Au Cambodge, bien que les jeunes dont nous nous occupons viennent de familles très pauvres, ils sont plus doués pour dépenser l’argent que pour le gagner. Cela pose un réel problème, car les familles sont amenées à s’endetter de manière absurde sans réelle possibilité de remboursement du capital dans le futur.

De 2004 à 2014,  le montant des prêts a augmenté  4 fois plus vite que l’évolution des revenus des débiteurs (Banque mondiale, avril 2017). Les familles n’hésitent pas à emprunter de l’argent à des taux très élevés parfois même poussés par les demandes de leurs enfants. Pourtant, dans la culture traditionnelle khmère, l’endettement était très mal perçu. Il était extrêmement honteux d’être débiteur de quelqu’un. C’est un signe que le Cambodge et les mentalités changent très rapidement.

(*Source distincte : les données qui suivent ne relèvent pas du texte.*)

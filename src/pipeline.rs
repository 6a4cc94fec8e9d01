//! ファイル単位の処理
//!
//! 入力TSVを1行ずつ読み、ISBN抽出 → カタログ照会 → 付加列追加 → 書き込み を繰り返す。
//! 行の順序は入力どおり。書き込みは1行ごとにフラッシュする。

use crate::catalog::{CatalogClient, CatalogSearch, SearchOutcome};
use crate::config::Config;
use crate::error::{GardenerError, Result};
use gardener_common::{
    augment_row, augmented_header, decode_row, extract_isbns, Catalog, Header, Record,
};
use std::fs::File;
use std::io::{Read, Write};
use std::path::{Path, PathBuf};
use tokio_util::sync::CancellationToken;
use tracing::debug;

/// ファイル処理の終了状態
#[derive(Debug, Clone, Copy, PartialEq, Eq)]
pub enum PipelineOutcome {
    /// 入力末尾まで処理した
    Completed { rows: usize },
    /// キャンセルにより途中で止めた
    Cancelled { rows: usize },
}

impl PipelineOutcome {
    /// 書き込んだデータ行数（ヘッダを除く）
    pub fn rows(&self) -> usize {
        match self {
            Self::Completed { rows } | Self::Cancelled { rows } => *rows,
        }
    }
}

/// 入力用TSVリーダ
///
/// タブで分割するだけで、引用符と文字コードは `decode_row` で解釈する。
/// 列数の検査は `Record` で行う。
pub fn tsv_reader<R: Read>(input: R) -> csv::Reader<R> {
    csv::ReaderBuilder::new()
        .delimiter(b'\t')
        .has_headers(false)
        .flexible(true)
        .quoting(false)
        .from_reader(input)
}

/// 出力用TSVライタ
///
/// タブ・引用符・改行を含むフィールドだけ引用符で囲む。
pub fn tsv_writer<W: Write>(output: W) -> csv::Writer<W> {
    csv::WriterBuilder::new()
        .delimiter(b'\t')
        .has_headers(false)
        .quote_style(csv::QuoteStyle::Necessary)
        .from_writer(output)
}

/// `dir/name.ext` → `dir/name{suffix}.ext`
///
/// 拡張子はファイル名の最後の `.` 以降。`.tsv` のようなドットファイルは
/// 名前全体が拡張子になる。
pub fn output_path(input: &Path, suffix: &str) -> PathBuf {
    let name = input
        .file_name()
        .map(|n| n.to_string_lossy().to_string())
        .unwrap_or_default();
    let (stem, ext) = name.rfind('.').map_or((name.as_str(), ""), |i| name.split_at(i));
    input.with_file_name(format!("{}{}{}", stem, suffix, ext))
}

/// 絶対パスに変換（存在確認はしない）
pub fn resolve_path(path: &Path) -> Result<PathBuf> {
    if path.is_absolute() {
        return Ok(path.to_path_buf());
    }
    let cwd = std::env::current_dir().map_err(|source| GardenerError::PathResolution {
        path: path.to_path_buf(),
        source,
    })?;
    Ok(cwd.join(path))
}

pub struct FilePipeline<'a, C: CatalogClient + ?Sized> {
    client: &'a C,
    catalogs: &'a [Catalog],
    config: &'a Config,
    cancel: &'a CancellationToken,
}

impl<'a, C: CatalogClient + ?Sized> FilePipeline<'a, C> {
    pub fn new(
        client: &'a C,
        catalogs: &'a [Catalog],
        config: &'a Config,
        cancel: &'a CancellationToken,
    ) -> Self {
        Self {
            client,
            catalogs,
            config,
            cancel,
        }
    }

    /// 入力ファイルを開き、隣に `*_augmented.*` を書き出す
    ///
    /// ファイルはどの終了経路でもドロップ時に閉じられる。
    pub async fn process_file(&self, filename: &Path) -> Result<PipelineOutcome> {
        debug!("処理開始: {}", filename.display());

        let abs_path = resolve_path(filename)?;
        debug!("絶対パス: {}", abs_path.display());

        let input = File::open(&abs_path).map_err(|source| GardenerError::FileOpen {
            path: abs_path.clone(),
            source,
        })?;

        let modified = output_path(&abs_path, &self.config.output_suffix);
        let output = File::create(&modified).map_err(|source| GardenerError::FileOpen {
            path: modified.clone(),
            source,
        })?;

        let mut reader = tsv_reader(input);
        let mut writer = tsv_writer(output);

        let outcome = self.process(&mut reader, &mut writer).await?;
        if matches!(outcome, PipelineOutcome::Cancelled { .. }) {
            debug!("処理をキャンセル: {}", abs_path.display());
        }
        Ok(outcome)
    }

    /// ヘッダ行 + データ行を処理する
    ///
    /// 新しい行に取りかかる前と外部クエリの前にキャンセルを確認する。
    /// キャンセル時、処理中の行は書き込まない。
    pub async fn process<R: Read, W: Write>(
        &self,
        reader: &mut csv::Reader<R>,
        writer: &mut csv::Writer<W>,
    ) -> Result<PipelineOutcome> {
        let mut raw = csv::ByteRecord::new();
        let mut rows = 0;

        if self.cancel.is_cancelled() {
            return Ok(PipelineOutcome::Cancelled { rows });
        }

        if !read_row(reader, &mut raw)? {
            return Ok(PipelineOutcome::Completed { rows });
        }
        let header = Header::new(decode_row(&raw));
        write_row(writer, &augmented_header(&header, self.catalogs))?;

        let search = CatalogSearch::new(
            self.client,
            self.catalogs,
            self.config.settle_delay(),
            self.cancel,
        );

        loop {
            if self.cancel.is_cancelled() {
                return Ok(PipelineOutcome::Cancelled { rows });
            }

            if !read_row(reader, &mut raw)? {
                break;
            }

            let record =
                Record::new(&header, decode_row(&raw)).map_err(|source| GardenerError::Record {
                    line: raw.position().map(|p| p.line()).unwrap_or_default(),
                    source,
                })?;
            debug!("{:?}", record.pairs().collect::<Vec<_>>());

            let isbns = extract_isbns(record.get(&self.config.isbn_column).unwrap_or_default());

            let outcomes = match search.search(&isbns).await? {
                SearchOutcome::Completed(outcomes) => outcomes,
                SearchOutcome::Cancelled => return Ok(PipelineOutcome::Cancelled { rows }),
            };

            let row = augment_row(&record, &outcomes, self.catalogs, &self.config.title_column);
            write_row(writer, &row)?;
            rows += 1;
        }

        Ok(PipelineOutcome::Completed { rows })
    }
}

/// 1行読む。入力末尾なら `false`
fn read_row<R: Read>(reader: &mut csv::Reader<R>, raw: &mut csv::ByteRecord) -> Result<bool> {
    reader
        .read_byte_record(raw)
        .map_err(|e| GardenerError::Parse(e.to_string()))
}

/// 1行書いてフラッシュする
fn write_row<W: Write>(writer: &mut csv::Writer<W>, row: &[String]) -> Result<()> {
    writer
        .write_record(row)
        .map_err(|e| GardenerError::Write(e.to_string()))?;
    writer
        .flush()
        .map_err(|e| GardenerError::Write(format!("フラッシュ失敗: {}", e)))
}

#[cfg(test)]
mod tests {
    use super::*;

    #[test]
    fn test_output_path_inserts_suffix() {
        assert_eq!(
            output_path(Path::new("/data/weeding.txt"), "_augmented"),
            PathBuf::from("/data/weeding_augmented.txt")
        );
        assert_eq!(
            output_path(Path::new("/data/list.2024.tsv"), "_augmented"),
            PathBuf::from("/data/list.2024_augmented.tsv")
        );
        assert_eq!(
            output_path(Path::new("/data/export"), "_augmented"),
            PathBuf::from("/data/export_augmented")
        );
    }

    #[test]
    fn test_output_path_dotfile_and_trailing_dot() {
        assert_eq!(
            output_path(Path::new("/data/.tsv"), "_augmented"),
            PathBuf::from("/data/_augmented.tsv")
        );
        assert_eq!(
            output_path(Path::new("/data/weeding."), "_augmented"),
            PathBuf::from("/data/weeding_augmented.")
        );
    }

    #[test]
    fn test_resolve_path() {
        let abs = resolve_path(Path::new("weeding.txt")).unwrap();
        assert!(abs.is_absolute());
        assert!(abs.ends_with("weeding.txt"));

        let already = Path::new("/tmp/weeding.txt");
        assert_eq!(resolve_path(already).unwrap(), already);
    }

    #[test]
    fn test_tsv_reader_with_decode_row() {
        let data: &[u8] = b"020|a\tTitle\n\"0441013597\"\t\"Dune\tMessiah\"\nx\tCaf\xE9\n";
        let mut reader = tsv_reader(data);
        let rows: Vec<Vec<String>> = reader
            .byte_records()
            .map(|r| decode_row(&r.unwrap()))
            .collect();
        assert_eq!(rows.len(), 3);
        assert_eq!(rows[1], vec!["0441013597", "Dune\tMessiah"]);
        assert_eq!(rows[2], vec!["x", "Café"]);
    }

    #[test]
    fn test_tsv_writer_quotes_only_when_needed() {
        let mut writer = tsv_writer(Vec::new());
        writer
            .write_record(["plain", "x y", "tab\there", "say \"hi\""])
            .unwrap();
        let bytes = writer.into_inner().unwrap();
        assert_eq!(
            String::from_utf8(bytes).unwrap(),
            "plain\tx y\t\"tab\there\"\t\"say \"\"hi\"\"\"\n"
        );
    }
}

Aujourd’hui l’endettement est devenu une norme pour les familles les plus pauvres sans qu’elles se préoccupent de savoir si elles pourront rembourser non. En ce sens-là, les projets humanitaires de microcrédit  n’ont pas beaucoup aidé.

Aujourd’hui pour beaucoup de jeunes dont nous nous occupons, le manque  d’argent est un frein aux études. Il faut travailler  pour gagner de l’argent, ce qui parfois les empêche d’aller à l’école ou de continuer après le baccalauréat. Pour d’autres, c’est le manque d’argent pour déménager et vivre en ville qui est un obstacle aux études universitaires. Dès leur plus jeune âge, les enfants sont au courant des soucis d’argent des parents. Il convient donc de leur apprendre à bien le gérer pour que leurs actes servent leurs ambitions futures. Cela prend du temps et ne peut pas se faire en un claquement de doigts. C’est comme un paysan dont l’âne serait tombé dans un puits. Pour l’en faire sortir, il n’a ni corde ni treuil. Que sa pelle. Alors patiemment, il jette du sable dans le puits jusqu’à ce que son âne puisse en sortir. Il en va de même pour l’éducation des jeunes et pour l’épargne. Il faut du temps pour qu’une graine donne un cocotier et encore plus de temps pour que le cocotier donne des noix de coco.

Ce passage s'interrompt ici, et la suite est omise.